THE PROBLEM: Whenever the string "move" appears in a line below, please copy the line out.

RECORDS FOR THE TASK:
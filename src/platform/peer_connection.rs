//! Wrapper around [RTCPeerConnection][1].
//!
//! [1]: https://w3.org/TR/webrtc/#rtcpeerconnection-interface

use std::{cell::RefCell, rc::Rc};

use derive_more::Display;
use tracerr::Traced;
use wasm_bindgen_futures::JsFuture;
use web_sys::{
    MediaStream, RtcIceCandidateInit,
    RtcPeerConnection as SysRtcPeerConnection, RtcPeerConnectionIceEvent,
    RtcRtpSender, RtcSdpType, RtcSessionDescription, RtcSessionDescriptionInit,
    RtcTrackEvent,
};

use crate::platform::{
    self, media_track::MediaStreamTrack, EventListener, EventListenerBindError,
};

/// [RTCIceCandidate][1] representation.
///
/// [1]: https://w3.org/TR/webrtc/#rtcicecandidate-interface
pub struct IceCandidate {
    /// [`candidate` field][2] of the discovered [RTCIceCandidate][1].
    ///
    /// [1]: https://w3.org/TR/webrtc/#dom-rtcicecandidate
    /// [2]: https://w3.org/TR/webrtc/#dom-rtcicecandidate-candidate
    pub candidate: String,

    /// [`sdpMLineIndex` field][2] of the discovered [RTCIceCandidate][1].
    ///
    /// [1]: https://w3.org/TR/webrtc/#dom-rtcicecandidate
    /// [2]: https://w3.org/TR/webrtc/#dom-rtcicecandidate-sdpmlineindex
    pub sdp_m_line_index: Option<u16>,

    /// [`sdpMid` field][2] of the discovered [RTCIceCandidate][1].
    ///
    /// [1]: https://w3.org/TR/webrtc/#dom-rtcicecandidate
    /// [2]: https://w3.org/TR/webrtc/#dom-rtcicecandidate-sdpmid
    pub sdp_mid: Option<String>,
}

/// Representation of [RTCSdpType].
///
/// [RTCSdpType]: https://w3.org/TR/webrtc/#dom-rtcsdptype
pub enum SdpType {
    /// [`offer` type][1] of SDP.
    ///
    /// [1]: https://w3.org/TR/webrtc/#dom-rtcsdptype-offer
    Offer(String),

    /// [`answer` type][1] of SDP.
    ///
    /// [1]: https://w3.org/TR/webrtc/#dom-rtcsdptype-answer
    Answer(String),
}

/// Errors that may occur during signaling between two
/// [RTCPeerConnection][1]s and event handlers setting errors.
///
/// [1]: https://w3.org/TR/webrtc/#rtcpeerconnection-interface
#[derive(Debug, Display)]
pub enum PeerConnectionError {
    /// Occurs when a remote candidate cannot be added to the
    /// [`RtcPeerConnection`].
    #[display(fmt = "failed to add ICE candidate: {}", _0)]
    AddIceCandidate(platform::Error),

    /// Occurs when an SDP answer cannot be obtained from the underlying
    /// [RTCPeerConnection][`SysRtcPeerConnection`].
    #[display(fmt = "failed to create SDP answer: {}", _0)]
    CreateAnswer(platform::Error),

    /// Occurs when a new [`RtcPeerConnection`] cannot be created.
    #[display(fmt = "failed to create PeerConnection: {}", _0)]
    CreatePeer(platform::Error),

    /// Occurs when an SDP offer cannot be obtained from the underlying
    /// [RTCPeerConnection][`SysRtcPeerConnection`].
    #[display(fmt = "failed to create SDP offer: {}", _0)]
    CreateOffer(platform::Error),

    /// Occurs when a handler cannot be bound to one of the
    /// [`RtcPeerConnection`]'s events.
    #[display(fmt = "failed to bind peer connection handler: {}", _0)]
    BindEventHandler(EventListenerBindError),

    /// Occurs if the local description associated with the
    /// [`RtcPeerConnection`] cannot be changed.
    #[display(fmt = "failed to set local SDP description: {}", _0)]
    SetLocalDescription(platform::Error),

    /// Occurs if the description of the remote end of the
    /// [`RtcPeerConnection`] cannot be changed.
    #[display(fmt = "failed to set remote SDP description: {}", _0)]
    SetRemoteDescription(platform::Error),
}

impl From<EventListenerBindError> for PeerConnectionError {
    fn from(err: EventListenerBindError) -> Self {
        Self::BindEventHandler(err)
    }
}

type Result<T> = std::result::Result<T, Traced<PeerConnectionError>>;

/// Representation of [RTCPeerConnection][1].
///
/// [1]: https://w3.org/TR/webrtc/#rtcpeerconnection-interface
pub struct RtcPeerConnection {
    /// Underlying [RTCPeerConnection][1].
    ///
    /// [1]: https://w3.org/TR/webrtc/#rtcpeerconnection-interface
    peer: Rc<SysRtcPeerConnection>,

    /// [`onicecandidate`][2] callback of [RTCPeerConnection][1]. It fires
    /// when [RTCPeerConnection][1] discovers a new [RTCIceCandidate][3].
    ///
    /// [1]: https://w3.org/TR/webrtc/#rtcpeerconnection-interface
    /// [2]: https://w3.org/TR/webrtc/#dom-rtcpeerconnection-onicecandidate
    /// [3]: https://w3.org/TR/webrtc/#dom-rtcicecandidate
    on_ice_candidate: RefCell<
        Option<EventListener<SysRtcPeerConnection, RtcPeerConnectionIceEvent>>,
    >,

    /// [`ontrack`][2] callback of [RTCPeerConnection][1]. It fires when
    /// [RTCPeerConnection][1] receives a new [MediaStreamTrack][3] from a
    /// remote peer.
    ///
    /// [1]: https://w3.org/TR/webrtc/#rtcpeerconnection-interface
    /// [2]: https://w3.org/TR/webrtc/#dom-rtcpeerconnection-ontrack
    /// [3]: https://w3.org/TR/mediacapture-streams/#mediastreamtrack
    on_track:
        RefCell<Option<EventListener<SysRtcPeerConnection, RtcTrackEvent>>>,
}

impl RtcPeerConnection {
    /// Instantiates new [`RtcPeerConnection`] with the default
    /// configuration (no ICE servers are needed for an in-page loopback).
    ///
    /// # Errors
    ///
    /// Errors with [`PeerConnectionError::CreatePeer`] if the underlying
    /// [RTCPeerConnection][1] cannot be constructed.
    ///
    /// [1]: https://w3.org/TR/webrtc/#rtcpeerconnection-interface
    pub fn new() -> Result<Self> {
        let peer = SysRtcPeerConnection::new()
            .map_err(Into::into)
            .map_err(PeerConnectionError::CreatePeer)
            .map_err(tracerr::wrap!())?;

        Ok(Self {
            peer: Rc::new(peer),
            on_ice_candidate: RefCell::new(None),
            on_track: RefCell::new(None),
        })
    }

    /// Sets handler for the [`RtcTrackEvent`] (see [RTCTrackEvent][1] and
    /// [`ontrack` callback][2]).
    ///
    /// # Errors
    ///
    /// Errors if the handler binding fails.
    ///
    /// [1]: https://w3.org/TR/webrtc/#rtctrackevent
    /// [2]: https://w3.org/TR/webrtc/#dom-rtcpeerconnection-ontrack
    pub fn on_track<F>(&self, f: Option<F>) -> Result<()>
    where
        F: 'static + FnMut(RtcTrackEvent),
    {
        let mut on_track = self.on_track.borrow_mut();
        match f {
            None => {
                on_track.take();
            }
            Some(mut f) => {
                on_track.replace(
                    EventListener::new_mut(
                        Rc::clone(&self.peer),
                        "track",
                        move |msg: RtcTrackEvent| {
                            f(msg);
                        },
                    )
                    .map_err(tracerr::map_from_and_wrap!(
                        => PeerConnectionError
                    ))?,
                );
            }
        }
        Ok(())
    }

    /// Sets handler for the [`RtcPeerConnectionIceEvent`] (see
    /// [RTCPeerConnectionIceEvent][1] and [`onicecandidate` callback][2]).
    ///
    /// # Errors
    ///
    /// Errors if the handler binding fails.
    ///
    /// [1]: https://w3.org/TR/webrtc/#dom-rtcpeerconnectioniceevent
    /// [2]: https://w3.org/TR/webrtc/#dom-rtcpeerconnection-onicecandidate
    pub fn on_ice_candidate<F>(&self, f: Option<F>) -> Result<()>
    where
        F: 'static + FnMut(IceCandidate),
    {
        let mut on_ice_candidate = self.on_ice_candidate.borrow_mut();
        match f {
            None => {
                on_ice_candidate.take();
            }
            Some(mut f) => {
                on_ice_candidate.replace(
                    EventListener::new_mut(
                        Rc::clone(&self.peer),
                        "icecandidate",
                        move |msg: RtcPeerConnectionIceEvent| {
                            // None candidate means that all ICE transports
                            // have finished gathering candidates. Doesn't
                            // need to be delivered onward to the remote
                            // peer.
                            if let Some(c) = msg.candidate() {
                                f(IceCandidate {
                                    candidate: c.candidate(),
                                    sdp_m_line_index: c.sdp_m_line_index(),
                                    sdp_mid: c.sdp_mid(),
                                });
                            }
                        },
                    )
                    .map_err(tracerr::map_from_and_wrap!(
                        => PeerConnectionError
                    ))?,
                );
            }
        }
        Ok(())
    }

    /// Adds remote [RTCPeerConnection][1]'s [ICE candidate][2] to this
    /// [`RtcPeerConnection`].
    ///
    /// # Errors
    ///
    /// Errors with [`PeerConnectionError::AddIceCandidate`] if the
    /// underlying [addIceCandidate][3] call rejects.
    ///
    /// [1]: https://w3.org/TR/webrtc/#rtcpeerconnection-interface
    /// [2]: https://tools.ietf.org/html/rfc5245#section-2
    /// [3]: https://w3.org/TR/webrtc/#dom-rtcpeerconnection-addicecandidate
    pub async fn add_ice_candidate(
        &self,
        candidate: &str,
        sdp_m_line_index: Option<u16>,
        sdp_mid: &Option<String>,
    ) -> Result<()> {
        let mut cand_init = RtcIceCandidateInit::new(candidate);
        cand_init
            .sdp_m_line_index(sdp_m_line_index)
            .sdp_mid(sdp_mid.as_deref());
        JsFuture::from(
            self.peer.add_ice_candidate_with_opt_rtc_ice_candidate_init(
                Some(cand_init).as_ref(),
            ),
        )
        .await
        .map_err(Into::into)
        .map_err(PeerConnectionError::AddIceCandidate)
        .map_err(tracerr::wrap!())?;
        Ok(())
    }

    /// Obtains an [SDP offer][`SdpType::Offer`] from the underlying
    /// [RTCPeerConnection][`SysRtcPeerConnection`] and sets it as the local
    /// description, returning the offer text.
    ///
    /// # Errors
    ///
    /// Errors if offer creation or local description setting rejects.
    pub async fn create_and_set_offer(&self) -> Result<String> {
        let create_offer = JsFuture::from(self.peer.create_offer())
            .await
            .map_err(Into::into)
            .map_err(PeerConnectionError::CreateOffer)
            .map_err(tracerr::wrap!())?;
        let offer = RtcSessionDescription::from(create_offer).sdp();

        let mut desc = RtcSessionDescriptionInit::new(RtcSdpType::Offer);
        desc.sdp(&offer);

        JsFuture::from(self.peer.set_local_description(&desc))
            .await
            .map_err(Into::into)
            .map_err(PeerConnectionError::SetLocalDescription)
            .map_err(tracerr::wrap!())?;

        Ok(offer)
    }

    /// Obtains an [SDP answer][`SdpType::Answer`] from the underlying
    /// [RTCPeerConnection][`SysRtcPeerConnection`] without applying it,
    /// so the caller may rewrite the text before
    /// [`RtcPeerConnection::set_local_answer`].
    ///
    /// Should be called whenever remote description has been changed.
    ///
    /// # Errors
    ///
    /// Errors with [`PeerConnectionError::CreateAnswer`] if the underlying
    /// [createAnswer][1] call rejects.
    ///
    /// [1]: https://w3.org/TR/webrtc/#dom-rtcpeerconnection-createanswer
    pub async fn create_answer(&self) -> Result<String> {
        let answer = JsFuture::from(self.peer.create_answer())
            .await
            .map_err(Into::into)
            .map_err(PeerConnectionError::CreateAnswer)
            .map_err(tracerr::wrap!())?;

        Ok(RtcSessionDescription::from(answer).sdp())
    }

    /// Applies the provided SDP text as the local
    /// [answer][`SdpType::Answer`] description.
    ///
    /// # Errors
    ///
    /// Errors with [`PeerConnectionError::SetLocalDescription`] if the
    /// underlying [setLocalDescription][1] call rejects.
    ///
    /// [1]: https://w3.org/TR/webrtc/#dom-peerconnection-setlocaldescription
    pub async fn set_local_answer(&self, answer: &str) -> Result<()> {
        let mut desc = RtcSessionDescriptionInit::new(RtcSdpType::Answer);
        desc.sdp(answer);

        JsFuture::from(self.peer.set_local_description(&desc))
            .await
            .map_err(Into::into)
            .map_err(PeerConnectionError::SetLocalDescription)
            .map_err(tracerr::wrap!())?;

        Ok(())
    }

    /// Instructs the underlying [RTCPeerConnection][`SysRtcPeerConnection`]
    /// to apply the supplied [SDP][`SdpType`] as the remote
    /// [offer][`SdpType::Offer`] or [answer][`SdpType::Answer`].
    ///
    /// # Errors
    ///
    /// Errors with [`PeerConnectionError::SetRemoteDescription`] if the
    /// underlying [setRemoteDescription][1] call rejects.
    ///
    /// [1]: https://w3.org/TR/webrtc/#dom-peerconnection-setremotedescription
    pub async fn set_remote_description(&self, sdp: SdpType) -> Result<()> {
        let description = match sdp {
            SdpType::Offer(offer) => {
                let mut desc =
                    RtcSessionDescriptionInit::new(RtcSdpType::Offer);
                desc.sdp(&offer);
                desc
            }
            SdpType::Answer(answer) => {
                let mut desc =
                    RtcSessionDescriptionInit::new(RtcSdpType::Answer);
                desc.sdp(&answer);
                desc
            }
        };

        JsFuture::from(self.peer.set_remote_description(&description))
            .await
            .map_err(Into::into)
            .map_err(PeerConnectionError::SetRemoteDescription)
            .map_err(tracerr::wrap!())?;

        Ok(())
    }

    /// Adds the provided track to this [`RtcPeerConnection`]'s set of
    /// senders, associating it with `stream` so the remote side's track
    /// event carries the stream.
    pub fn add_track(&self, track: &MediaStreamTrack, stream: &MediaStream) {
        let _ = self.peer.add_track(
            track.as_ref(),
            stream,
            &js_sys::Array::new(),
        );
    }

    /// Returns the track of the first [RTCRtpSender][1] of this
    /// [`RtcPeerConnection`], if any.
    ///
    /// [1]: https://w3.org/TR/webrtc/#rtcrtpsender-interface
    pub fn first_sender_track(&self) -> Option<MediaStreamTrack> {
        let senders = self.peer.get_senders();
        if senders.length() == 0 {
            return None;
        }
        RtcRtpSender::from(senders.get(0))
            .track()
            .map(MediaStreamTrack::from)
    }
}

impl Drop for RtcPeerConnection {
    /// Drops [`on_track`][`RtcPeerConnection::on_track`] and
    /// [`on_ice_candidate`][`RtcPeerConnection::on_ice_candidate`]
    /// callbacks, and [closes][1] the underlying
    /// [RTCPeerConnection][`SysRtcPeerConnection`].
    ///
    /// [1]: https://w3.org/TR/webrtc/#dom-rtcpeerconnection-close
    fn drop(&mut self) {
        self.on_track.borrow_mut().take();
        self.on_ice_candidate.borrow_mut().take();
        self.peer.close();
    }
}
use jolt_common::charfreq::{CharFreq, NameAlphabet};
use jolt_common::logger::Log;
use jolt_common::options::LoaderKind;
use jolt_common::refs::SourceIndex;
use jolt_emitter::{collect_reserved_names, rename_for_readability, rename_for_size};
use jolt_parser::parts::Ast;
use jolt_parser::symbols::SymbolMap;
use jolt_parser::{ParseOptions, parse};

fn parse_files(sources: &[&str]) -> (Vec<Ast>, SymbolMap) {
    let log = Log::default();
    let mut asts = Vec::new();
    let mut symbols = SymbolMap::with_source_count(sources.len());
    for (index, source) in sources.iter().enumerate() {
        let options = ParseOptions {
            loader: LoaderKind::Js,
            ..ParseOptions::default()
        };
        let ast = parse(
            source,
            &format!("/file{index}.js"),
            SourceIndex(index as u32),
            options,
            &log,
        );
        symbols.outer[index] = ast.symbols.clone();
        asts.push(ast);
    }
    assert!(!log.has_errors());
    symbols.seed_output_names();
    (asts, symbols)
}

fn name_of_top_level(symbols: &SymbolMap, ast: &Ast, source: u32, original: &str) -> String {
    let reference = ast.scopes[0].members[original];
    let _ = source;
    symbols.name_of(reference).to_string()
}

#[test]
fn colliding_top_levels_get_counters() {
    let (asts, mut symbols) = parse_files(&[
        "function helper() {} helper();",
        "function helper() {} helper();",
    ]);
    let reserved = collect_reserved_names(&symbols);
    let files: Vec<_> = asts
        .iter()
        .enumerate()
        .map(|(index, ast)| (SourceIndex(index as u32), ast))
        .collect();
    rename_for_readability(&mut symbols, &files, &reserved);

    let first = name_of_top_level(&symbols, &asts[0], 0, "helper");
    let second = name_of_top_level(&symbols, &asts[1], 1, "helper");
    assert_eq!(first, "helper");
    assert_eq!(second, "helper2");
}

#[test]
fn nested_names_survive_when_no_conflict() {
    let (asts, mut symbols) = parse_files(&["function outer() { let inner = 1; use(inner); }"]);
    let reserved = collect_reserved_names(&symbols);
    let files: Vec<_> = asts
        .iter()
        .enumerate()
        .map(|(index, ast)| (SourceIndex(index as u32), ast))
        .collect();
    rename_for_readability(&mut symbols, &files, &reserved);

    // Every named symbol keeps its original name
    for (inner, symbol) in asts[0].symbols.iter().enumerate() {
        if symbol.original_name == "inner" || symbol.original_name == "outer" {
            let reference = jolt_common::refs::Ref::new(
                SourceIndex(0),
                jolt_common::refs::InnerIndex(inner as u32),
            );
            assert_eq!(symbols.name_of(reference), symbol.original_name);
        }
    }
}

#[test]
fn unbound_globals_are_never_renamed() {
    let (asts, mut symbols) = parse_files(&["console.log(1);"]);
    let reserved = collect_reserved_names(&symbols);
    assert!(reserved.contains("console"));
    let files: Vec<_> = asts
        .iter()
        .enumerate()
        .map(|(index, ast)| (SourceIndex(index as u32), ast))
        .collect();
    rename_for_readability(&mut symbols, &files, &reserved);
    let reference = asts[0].scopes[0].members["console"];
    assert_eq!(symbols.name_of(reference), "console");
}

#[test]
fn minified_names_are_short_and_frequency_ranked() {
    // Two sibling functions: parameter slots are shared, so both pairs
    // of parameters reuse the two shortest names
    let (asts, mut symbols) =
        parse_files(&["function a(b, c) { return b + c; } function d(e, f) { return e * f; }"]);
    let reserved = collect_reserved_names(&symbols);
    let files: Vec<_> = asts
        .iter()
        .enumerate()
        .map(|(index, ast)| (SourceIndex(index as u32), ast))
        .collect();
    let alphabet = NameAlphabet::default();
    rename_for_size(&mut symbols, &files, &reserved, &alphabet);

    let mut by_original = std::collections::HashMap::new();
    for (inner, symbol) in asts[0].symbols.iter().enumerate() {
        let reference = jolt_common::refs::Ref::new(
            SourceIndex(0),
            jolt_common::refs::InnerIndex(inner as u32),
        );
        by_original.insert(
            symbol.original_name.clone(),
            symbols.name_of(reference).to_string(),
        );
    }

    // Sibling parameters share minified names slot-for-slot
    assert_eq!(by_original["b"], by_original["e"]);
    assert_eq!(by_original["c"], by_original["f"]);
    // Every minified name is a single character here
    for original in ["a", "b", "c", "d", "e", "f"] {
        assert_eq!(by_original[original].len(), 1, "{original}");
    }
    // Parameters are used twice (once in the body, once at the
    // declaration estimate); they outrank the function names
    assert_ne!(by_original["a"], by_original["b"]);
}

#[test]
fn minified_names_skip_reserved_words() {
    let (asts, mut symbols) = parse_files(&["let value = 1; use(value);"]);
    let mut reserved = collect_reserved_names(&symbols);
    // Poison the single-letter names the ranker would pick first
    let alphabet = CharFreq::default().compile();
    for index in 0..4 {
        reserved.insert(alphabet.name_for_index(index));
    }
    let files: Vec<_> = asts
        .iter()
        .enumerate()
        .map(|(index, ast)| (SourceIndex(index as u32), ast))
        .collect();
    rename_for_size(&mut symbols, &files, &reserved, &alphabet);

    let reference = asts[0].scopes[0].members["value"];
    let name = symbols.name_of(reference);
    assert!(!reserved.contains(name));
}

#[test]
fn private_names_keep_their_hash() {
    let (asts, mut symbols) =
        parse_files(&["class Box { #inner = 1; read() { return this.#inner; } }"]);
    let reserved = collect_reserved_names(&symbols);
    let files: Vec<_> = asts
        .iter()
        .enumerate()
        .map(|(index, ast)| (SourceIndex(index as u32), ast))
        .collect();
    let alphabet = NameAlphabet::default();
    rename_for_size(&mut symbols, &files, &reserved, &alphabet);

    let private = asts[0]
        .symbols
        .iter()
        .position(|symbol| symbol.original_name == "#inner")
        .unwrap();
    let reference = jolt_common::refs::Ref::new(
        SourceIndex(0),
        jolt_common::refs::InnerIndex(private as u32),
    );
    let name = symbols.name_of(reference);
    assert!(name.starts_with('#'));
    assert!(name.len() <= 3);
}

ANSWER BOX:
                        move |msg: RtcTrackEvent| {
                        move |msg: RtcPeerConnectionIceEvent| {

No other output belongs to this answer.